I am wondering if anyone has done any previous research or has any suggestions on how should go on approaching this? I really do need the FASTEST approach, without losing too much accuracy in the data.

  • 0
    As long as I know there is paper about such. I dont remember but y colleagues should know. From my experience I used SVD and it is so slow in MATLAB. How big is your matrix?2012-08-06
  • 0
    @SeyhmusGüngören it will be nearly a billion by 500,000 big, which is why I need to take in a couple of entries at a time. Overall, there are going to be around 500 trillion numbers.2012-08-06
  • 0
    Ok. I see the problem. You are right. One needs too much memory for such a calculation. If you dont receive any answer until tomorrow, I will ask it to my colleagues and let you know about a possible solution.2012-08-06
  • 0
    @SeyhmusGüngören That would be very much appreciated! Thank you so much.2012-08-06
  • 0
    You might want to see [this](http://www.cs.yale.edu/publications/techreports/tr966.pdf).2012-08-07
  • 0
    @J.M. I will take a look at that. Thank you very much! I'll tell you how it is.2012-08-07
  • 0
    Ok. I asked to colleagues. Some havent replied yet. If they tell me sth. I will let you know but it is so strange. Where do you get those matrices? $10^9\times 5*10^5$ means $5\,10^14$ bits and if each number is represented by $32$ bits then you have roughly $1.5*10^16$ bits which is $2*10^15=2000$ Terra bytes. You can not even save such a huge data in your hard disc.2012-08-07
  • 0
    @SeyhmusGüngören This is what I'll be planning on doing if I can incrementally calculate the SVD: Many documents are stored online on my server (not yet, but will be a billion documents). I will grab the text from one or a couple files at a time, do what I need to do to incrementally calculate the SVD, throw them away from RAM, and move on to more documents. The second dimension will be 500,000 as in about 500,000 total words across all of the documents.2012-08-07
  • 0
    Although I will probably be using sparse matrices to store the data.2012-08-08
  • 0
    @J.M. Sorry I thought I commented on this: but the article you provided me talks about updating a previously existing SVD. I need to be able to start from the beginning. This might not be possible, but it would be good to at least be told that.2012-08-08
  • 0
    "I need to be able to start from the beginning." - and it's not terribly hard to compute the SVD of a $1\times n$ or an $m\times 1$ matrix... ;) There's your starting point.2012-08-09
  • 0
    Hmm..okay I am also just concerned about the accuracy of the final result, seeing how starting with an SVD based off of many vectors as opposed to a single vector might make a much more precise answer, but I will take a go at this method and start off with one vector to see if it'll still work appropriately.2012-08-09

2 Answers 2

2

You could compute the SVD of randomly chosen submatrices of your original matrix, as shown e.g. in the 2004 paper by Drineas, Frieze, Kannan, Vempala and Vinay, and scale the result to obtain an approximate SVD of the original matrix. There has been quite a bit of additional work on randomized matrix methods since then. The grandfather of all this is the Kaczmarz method of 1939 for solving the problem $Ax = b$, if only one row of $A$ at a time is accessible.

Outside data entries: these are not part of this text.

//! Simple query protocol state machine.

use std::sync::Arc;

use crate::buffer_set::BufferSet;
use crate::error::Result;
use crate::handler::RowHandler;
use crate::protocol::backend::{CommandComplete, DataRow, RowDescription, msg_type};
use crate::protocol::frontend::write_query;
use crate::protocol::types::TransactionStatus;
use crate::row::ColumnInfo;

use super::action::Action;
use super::{StateMachine, SyncTail, unexpected};

/// Simple query state machine state.
#[derive(Debug, Clone, Copy, PartialEq, Eq)]
enum State {
    Initial,
    WaitingResponse,
    ProcessingRows,
}

/// Simple query protocol state machine.
///
/// The query string may hold several statements; each produces its own
/// result set and the exchange ends with a single ReadyForQuery. Rows arrive
/// in text format.
pub struct SimpleQueryStateMachine<H> {
    state: State,
    query: String,
    columns: Arc<[ColumnInfo]>,
    handler: H,
    tail: SyncTail,
}

impl<H: RowHandler> SimpleQueryStateMachine<H> {
    pub fn new(query: &str, handler: H) -> Self {
        Self {
            state: State::Initial,
            query: query.to_owned(),
            columns: Arc::from(Vec::new()),
            handler,
            tail: SyncTail::default(),
        }
    }

    pub fn into_handler(self) -> H {
        self.handler
    }
}

impl<H: RowHandler> StateMachine for SimpleQueryStateMachine<H> {
    fn step(&mut self, buffer_set: &mut BufferSet) -> Result<Action> {
        if self.state == State::Initial {
            buffer_set.write_buffer.clear();
            write_query(&mut buffer_set.write_buffer, &self.query);
            self.state = State::WaitingResponse;
            return Ok(Action::WriteAndReadMessage);
        }

        // ReadyForQuery may follow any command, so every state accepts it
        if let Some(action) = self.tail.handle(buffer_set)? {
            return Ok(action);
        }

        let type_byte = buffer_set.type_byte;
        let payload = buffer_set.read_buffer.as_slice();
        let outcome = match (self.state, type_byte) {
            (State::WaitingResponse, msg_type::ROW_DESCRIPTION) => {
                let desc = RowDescription::parse(payload)?;
                self.columns = desc.iter().map(ColumnInfo::from_field).collect();
                self.state = State::ProcessingRows;
                self.handler.result_start(&self.columns)
            }
            (State::ProcessingRows, msg_type::DATA_ROW) => {
                let row = DataRow::parse(payload)?;
                self.handler.row(&self.columns, row)
            }
            (_, msg_type::COMMAND_COMPLETE) => {
                let complete = CommandComplete::parse(payload)?;
                // More commands may follow in a multi-statement query
                self.state = State::WaitingResponse;
                self.handler.result_end(complete)
            }
            (State::WaitingResponse, msg_type::EMPTY_QUERY_RESPONSE) => Ok(()),
            _ => return Err(unexpected(type_byte, "in query response")),
        };
        if let Err(e) = outcome {
            self.tail.defer(e)?;
        }
        Ok(Action::ReadMessage)
    }

    fn transaction_status(&self) -> TransactionStatus {
        self.tail.transaction_status()
    }
}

It might also be useful to check if maybe a few top singular values are sufficient for your purposes. If so, Lanczos methods (e.g.) will result in additional time savings.

  • 0
    I'm really liking Lanczos method so far. I think I might go with that! Thank you for your help!2012-08-16
0

So is there any other property that the matrix has? For example, is it sparse or is it symmetric, real/complex, etc... As there are optimized algorithms for various situations, SVD may not be the best option -- it would be helpful to know what you are trying to get from the SVD.

  • 0
    This is more of a comment than an answer...2012-08-15